The new law to regulate the microfinance sector may make similar state legislation null and void.

The Bill - to centrally regulate microfinance institutions (MFIs) - may also cap the rates charged by these institutions or limit margins, that is, the difference between the rate charged from the borrower and the lender's cost of funds.

The Microfinance Bill is being drafted on the lines of the report of the Reserve Bank of India's (RBI's) Malegam committee.

The committee was set up after a number of borrowers in Andhra Pradesh, the largest market for MFIs, committed suicide due to coercive recovery practices adopted by these lenders.

This forced the state to pass a law to regulate MFIs. MFIs say their recovery rate in the state has fallen steeply in the wake of this borrower-friendly law.

A finance ministry official, who did not wish to be identified, said under the proposed law, there would be a cap on rates. MFIs would also not be allowed to take deposits from the public, he said.

The Malegam committee has recommended a margin cap of 10 per cent for MFIs with a loan portfolio of Rs 100 crore (Rs 1 billion) and above and 12 per cent for smaller MFIs. It has also suggested a 24 per cent cap on rates charged from individuals.

The Centre plans to draft the Bill in such a way that microfinance is seen as an activity enabling the poor to use credit to improve their lives.

If microfinance was defined as just a money lending activity, if would come in the Constitution's State List, said the official.

Finance Minister Pranab Mukherjee, in his Budget speech, had given a strong indication that the government would come up with a law for MFIs.

"The committee set up by RBI to look into issues related to the microfinance sector in India has submitted its report. The government is considering putting in place an appropriate framework to protect the interests of small borrowers," Mukherjee had told Parliament.
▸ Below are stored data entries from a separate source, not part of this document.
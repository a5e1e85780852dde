#![allow(dead_code)]

use std::sync::Arc;

use backend_spi::InMemoryBackend;
use dashboard_engine::DashboardEngine;
use shared::{
    domain::{
        CatalogAttribute, DashboardDefinition, DashboardDescriptor, Insight, InsightWidget, Item,
        Layout, ObjRef, Section, Widget,
    },
    protocol::{initialize, DashboardEvent, EventKind},
};

pub const SALES: &str = "dashboard.sales";

pub fn insight_widget(widget: &str, insight: &str) -> Item {
    Item::new(Widget::Insight(InsightWidget {
        widget_ref: ObjRef::identifier(widget),
        title: widget.to_string(),
        description: String::new(),
        insight: ObjRef::identifier(insight),
        ignore_filters: Vec::new(),
        date_dataset: None,
        properties: None,
    }))
}

pub fn sales_dashboard() -> DashboardDefinition {
    DashboardDefinition {
        descriptor: DashboardDescriptor {
            dashboard_ref: Some(ObjRef::identifier(SALES)),
            title: "Sales".to_string(),
            ..DashboardDescriptor::default()
        },
        layout: Layout {
            sections: vec![
                Section {
                    items: vec![insight_widget("widget.revenue", "insight.revenue")],
                    ..Section::default()
                },
                Section {
                    items: vec![insight_widget("widget.margin", "insight.margin")],
                    ..Section::default()
                },
            ],
        },
        ..DashboardDefinition::default()
    }
}

fn insight(id: &str, title: &str) -> Insight {
    Insight {
        insight_ref: ObjRef::identifier(id),
        title: title.to_string(),
        visualization_url: "local:bar".to_string(),
    }
}

fn attribute(name: &str) -> CatalogAttribute {
    CatalogAttribute {
        attribute: ObjRef::identifier(format!("attr.{name}")),
        title: name.to_string(),
        default_display_form: ObjRef::identifier(format!("label.{name}")),
        display_forms: Vec::new(),
    }
}

pub fn backend() -> InMemoryBackend {
    InMemoryBackend::new()
        .with_dashboard(sales_dashboard())
        .with_insight(insight("insight.revenue", "Revenue"))
        .with_insight(insight("insight.margin", "Margin"))
        .with_insight(insight("insight.cost", "Cost"))
        .with_attribute(attribute("region"))
        .with_attribute(attribute("product"))
}

/// Builds an engine over `backend` and loads the sales dashboard.
pub async fn initialized(backend: Arc<InMemoryBackend>) -> DashboardEngine {
    let engine = DashboardEngine::builder()
        .backend(backend)
        .build()
        .expect("engine");
    let event = engine
        .run_and_wait(initialize(Some(ObjRef::identifier(SALES))))
        .await;
    assert!(
        matches!(event.kind, EventKind::Initialized { .. }),
        "initialize failed: {event:?}"
    );
    engine
}

pub fn failure_code(event: &DashboardEvent) -> Option<shared::error::ErrorCode> {
    match &event.kind {
        EventKind::CommandFailed { error, .. } => Some(error.code),
        EventKind::CommandRejected { reason, .. } => Some(reason.code),
        _ => None,
    }
}
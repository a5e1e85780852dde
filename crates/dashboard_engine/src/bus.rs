use std::{collections::HashMap, rc::Rc};

use serde_json::Value;
use shared::{
    domain::CorrelationId,
    error::{ApiError, ErrorCode},
    protocol::{Command, DashboardEvent, EventKind},
};
use tokio::task::JoinHandle;
use tracing::warn;

use crate::{
    config::EngineConfigError,
    correlation::CancelSignal,
    engine::EngineCore,
    saga::{run_command, CommandHandler, RunMode},
};

/// Command type string to handler. One handler may serve several types.
#[derive(Default)]
pub struct HandlerRegistry {
    handlers: HashMap<String, Rc<dyn CommandHandler>>,
}

impl HandlerRegistry {
    pub fn new() -> Self {
        Self::default()
    }

    pub fn register(
        &mut self,
        command_type: impl Into<String>,
        handler: Rc<dyn CommandHandler>,
    ) -> Result<(), EngineConfigError> {
        let command_type = command_type.into();
        if self.handlers.contains_key(&command_type) {
            return Err(EngineConfigError::DuplicateHandler(command_type));
        }
        self.handlers.insert(command_type, handler);
        Ok(())
    }

    pub fn get(&self, command_type: &str) -> Option<Rc<dyn CommandHandler>> {
        self.handlers.get(command_type).cloned()
    }

    pub fn contains(&self, command_type: &str) -> bool {
        self.handlers.contains_key(command_type)
    }

    pub fn len(&self) -> usize {
        self.handlers.len()
    }

    pub fn is_empty(&self) -> bool {
        self.handlers.is_empty()
    }
}

/// Accepts `command` and schedules it on the current `LocalSet`.
///
/// The correlation id is registered before this returns, so the command can be cancelled
/// before its task first runs. A caller-supplied id that is still in flight yields a single
/// `COMMAND.REJECTED` and leaves the running command alone.
pub(crate) fn dispatch(
    core: &Rc<EngineCore>,
    command: Command,
) -> (CorrelationId, JoinHandle<DashboardEvent>) {
    let correlation_id = command
        .correlation_id
        .clone()
        .unwrap_or_else(|| core.registry.issue());
    let command_type = command.command_type().to_string();
    let signal = CancelSignal::new();

    let task = match core
        .registry
        .begin(correlation_id.clone(), &command_type, signal.clone())
    {
        Ok(()) => tokio::task::spawn_local(run_command(
            core.clone(),
            command,
            correlation_id.clone(),
            signal,
            RunMode::Direct,
        )),
        Err(err) => {
            warn!(correlation_id = %correlation_id, command = %command_type, "duplicate correlation id");
            let reason = ApiError::new(ErrorCode::DuplicateCorrelation, err.to_string());
            reject(core, correlation_id.clone(), command_type, reason)
        }
    };
    (correlation_id, task)
}

/// Parses a wire command and dispatches it; unparseable input is rejected under the
/// correlation id it carried, or a fresh one.
pub(crate) fn dispatch_wire(
    core: &Rc<EngineCore>,
    value: Value,
) -> (CorrelationId, JoinHandle<DashboardEvent>) {
    let correlation_id = Command::peek_correlation_id(&value);
    let command_type = Command::peek_type(&value).unwrap_or("unknown").to_string();
    match Command::from_wire(value) {
        Ok(command) => dispatch(core, command),
        Err(err) => {
            let correlation_id = correlation_id.unwrap_or_else(|| core.registry.issue());
            warn!(correlation_id = %correlation_id, command = %command_type, error = %err, "rejected wire command");
            let task = reject(core, correlation_id.clone(), command_type, ApiError::from(&err));
            (correlation_id, task)
        }
    }
}

fn reject(
    core: &Rc<EngineCore>,
    correlation_id: CorrelationId,
    command_type: String,
    reason: ApiError,
) -> JoinHandle<DashboardEvent> {
    let core = core.clone();
    tokio::task::spawn_local(async move {
        core.emit(
            correlation_id,
            EventKind::CommandRejected {
                command_type,
                reason,
            },
        )
    })
}

#[cfg(test)]
#[path = "tests/bus_tests.rs"]
mod tests;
The finance ministry was forced to review plan to introduce such a legislation after the Malegam Committee said the said Bill would cater only to a small number, as organisations not regulated by RBI accounted for only eight per cent of the microfinance loan portfolio.

The finance ministry official said such microfinance institutions would be treated as non-deposit taking non-banking finance companies and the proposed Bill would be in sync with RBI regulations for NBFCs.

RBI Governor D Subbrao has said it will take a view on the Malegam Committee report by April-end.